Oligarchy: No more university passports for China’s elite, the rubber glove billionaire, and the UK’s disappearing aid agency

Oliver Bullough


Hello, and welcome to Oligarchy. We are tracking how Covid-19 and the world’s response to it is affecting the super-rich — and what that means for power and politics.


It’s good news for the world’s kleptocrats with word that the UK has chosen to abolish its Department for International Development (DFID) and merge it with the Foreign Office (FCO). DFID was the only department in the British government that appeared to appreciate that propping up corrupt regimes may help in the short term, but makes the world far worse if you raise your eyes past the next six months.

Why should you care?

  • The DFID money is devoted to ending poverty and securing sustainable development. Britain is one of only five countries that gives the 0.7 percent of gross domestic product recommended by the United Nations. 
  • If its annual aid spend of $18 billion (£14.5 billion) starts going to governments that prove friendly, rather than to people who need helping, that will be a big boost for the powerful at the expense of the powerless.
  • Before 1997, when aid spending was controlled by diplomats, Britain faced a series of scandals in which it linked aid to arms spending. The concern is that could happen again.
  • “This merger will make it easier to siphon off aid spending to prop up foreign security partners, as maintaining these alliances will be prioritized over DFID’s mandate to end extreme poverty. We’ve already seen FCO officials approve overseas spending to foreign security bodies like torture prisons in Bahrain,” said Dan Dolan, deputy director at Reprieve, a charity that fights to end the death penalty. 

Is this a done deal?

  • Prime Minister Boris Johnson’s chief adviser, Dominic Cummings, who makes all the important decisions, won’t care about the criticism. He wants something to rally the government’s right-wing supporters, who have long hated giving so much money to foreigners, and are rattled by the country’s poor record tackling Covid-19.
  • But Johnson has a record of changing his mind when faced with strong opposition. Perhaps he’ll realize that a total reorganization of the world’s third largest aid budget during a global mega-crisis is an absurd idea. 
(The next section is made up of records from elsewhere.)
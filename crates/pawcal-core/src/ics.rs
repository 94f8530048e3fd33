//! Calendar export serializer.
//!
//! Renders one care event as a self-contained VCALENDAR text block holding
//! a single all-day VEVENT and a display VALARM. The output is a plain
//! UTF-8 string (MIME `text/calendar`); writing it anywhere is the
//! caller's job.

use chrono::{DateTime, Days, NaiveDate, Utc};

/// Alarm lead time used when the caller supplies none.
pub const DEFAULT_LEAD_DAYS: u32 = 7;

/// Escape the four ICS-reserved characters. Backslash is substituted
/// first so later replacements cannot double-escape.
pub fn escape_text(input: &str) -> String {
    input
        .replace('\\', "\\\\")
        .replace('\n', "\\n")
        .replace(',', "\\,")
        .replace(';', "\\;")
}

/// Derive the export filename from title and date, with filesystem-reserved
/// characters replaced by underscores.
pub fn export_filename(title: &str, date: NaiveDate) -> String {
    format!("{title} ({date}).ics")
        .chars()
        .map(|c| match c {
            '\\' | '/' | ':' | '*' | '?' | '"' | '<' | '>' | '|' => '_',
            other => other,
        })
        .collect()
}

fn date_value(date: NaiveDate) -> String {
    date.format("%Y%m%d").to_string()
}

fn utc_stamp(now: DateTime<Utc>) -> String {
    now.format("%Y%m%dT%H%M%SZ").to_string()
}

/// One exportable reminder: an all-day event plus a display alarm firing
/// `lead_days` days before the start.
#[derive(Debug, Clone)]
pub struct IcsReminder {
    pub title: String,
    pub date: NaiveDate,
    pub note: Option<String>,
    pub lead_days: Option<u32>,
    /// Caller-supplied, globally unique per exported file.
    pub uid: String,
}

impl IcsReminder {
    /// Render with the generation timestamp taken at call time.
    pub fn render(&self) -> String {
        self.render_at(Utc::now())
    }

    /// Render with an explicit generation timestamp.
    ///
    /// Lines are joined with CR+LF regardless of host platform. The event
    /// spans the half-open range [date, date + 1) per the all-day
    /// convention.
    pub fn render_at(&self, now: DateTime<Utc>) -> String {
        let end = self.date.checked_add_days(Days::new(1)).unwrap_or(self.date);

        let mut lines = vec![
            "BEGIN:VCALENDAR".to_string(),
            "VERSION:2.0".to_string(),
            "PRODID:-//Pawcal//EN".to_string(),
            "CALSCALE:GREGORIAN".to_string(),
            "METHOD:PUBLISH".to_string(),
            "BEGIN:VEVENT".to_string(),
            format!("UID:{}", escape_text(&self.uid)),
            format!("DTSTAMP:{}", utc_stamp(now)),
            format!("SUMMARY:{}", escape_text(&self.title)),
            format!("DTSTART;VALUE=DATE:{}", date_value(self.date)),
            format!("DTEND;VALUE=DATE:{}", date_value(end)),
        ];

        if let Some(note) = self.note.as_deref() {
            let note = note.trim();
            if !note.is_empty() {
                lines.push(format!("DESCRIPTION:{}", escape_text(note)));
            }
        }

        let lead = self.lead_days.unwrap_or(DEFAULT_LEAD_DAYS);
        lines.push("BEGIN:VALARM".to_string());
        lines.push(format!("TRIGGER:-P{lead}D"));
        lines.push("ACTION:DISPLAY".to_string());
        lines.push(format!(
            "DESCRIPTION:{}",
            escape_text(&format!("Reminder: {}", self.title))
        ));
        lines.push("END:VALARM".to_string());
        lines.push("END:VEVENT".to_string());
        lines.push("END:VCALENDAR".to_string());

        lines.join("\r\n")
    }
}
//! Month-grouped agenda view.

use chrono::Local;
use pawcal_core::agenda::{filter_events, group_by_month, Tab};
use pawcal_core::status::status_of;
use pawcal_core::store::{EventDb, Settings};

pub fn run(tab: &str, pet: Option<&str>) -> Result<(), Box<dyn std::error::Error>> {
    let tab: Tab = tab.parse()?;
    let pet = pet.map(super::event::parse_single_pet).transpose()?;

    let db = EventDb::open()?;
    let settings = Settings::load_or_default();
    let today = Local::now().date_naive();
    let events = filter_events(&db.list()?, tab, pet, today);

    if events.is_empty() {
        println!("{}", empty_text(tab));
        return Ok(());
    }

    for group in group_by_month(&events) {
        println!("{}", group.header);
        for event in &group.events {
            let status = status_of(event, today, settings.default_reminder_days);
            println!("  {}  {}  [{}]", event.date, event.title(), status.badge());
            println!("      id: {}", event.id);
            if !event.repeat.label().is_empty() {
                println!("      repeat: {}", event.repeat.label());
            }
            if let Some(note) = event.note.as_deref() {
                println!("      note: {note}");
            }
            if tab == Tab::History {
                if let Some(done_at) = event.done_at {
                    println!("      done: {}", done_at.format("%Y-%m-%d %H:%M UTC"));
                }
            }
        }
    }
    Ok(())
}

fn empty_text(tab: Tab) -> &'static str {
    match tab {
        Tab::Upcoming => "No upcoming events. Add one with `event add`.",
        Tab::Overdue => "Nothing overdue.",
        Tab::History => "History is empty.",
    }
}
There’s more good news for Russian billionaire Oleg Deripaska, whose lawyers managed to fight off an attempt by a former Russian government minister to have him jailed in London for breaching a court commitment. Vladimir Chernukhin, whose wife Lyubov is a regular donor to Boris Johnson’s ruling conservative party, has been battling Deripaska through the courts for years over a Moscow property investment.

  • Businessmen from the former Soviet Union love bringing legal cases in countries with honest courts, which allows them to circumvent the crooked legal systems at home.
  • There had been hopes that Unexplained Wealth Orders – a legal tool obliging wealthy foreign politicians to justify the origin of their money – might stop the owners of dodgy fortunes from coming to the UK, but the failure of a case against the daughter of Kazakhstan’s ex-president earlier this year suggests it’s still business as usual.


It looks like a technical announcement from China’s ministry of education, setting new regulations on how exactly foreign nationals can apply to Chinese universities. But in reality, it’s a blow to the children of the country’s elite, who had taken to buying foreign passports then gaining access to top Chinese universities via the easier route available to fee-paying foreigners.

  • Popular passports for Chinese applicants include those of Dominica and St Kitts and Nevis, neither of which require you to visit their country before awarding you citizenship, but cost a minimum of $100,000 (there are wholesale reductions, for a family that buys in bulk).


Thanks to the novel coronavirus, Chinese students were already due to be missing out on popular courses in the United Statesthe UK, and Australia. Hundreds of thousands of Chinese students have taken to studying in Western countries, and their absence will be a huge blow to university budgets


Malaysia has gained two new billionaires, thanks to the world’s soaring demand for rubber gloves. One is Thai Kim Sim – also known as Stanley Thai — of Supermax, whose net worth hit $1 billion, according to Bloomberg, thanks to a near-quadrupling in the company’s share price.

  • Malaysia makes more than half of the world’s rubber gloves, and the world isn’t going to stop wanting its products.


I got an advance copy of Sarah Chayes’ Everybody Knows and as a result have had the Leonard Cohen song stuck in my brain for the last few days. I’m a few pages in and it already looks like it’ll be as good as her Thieves of State. She’s an expert on foreign corruption, but has turned her gaze on what’s happening in Washington DC, and exposes some very disturbing trends.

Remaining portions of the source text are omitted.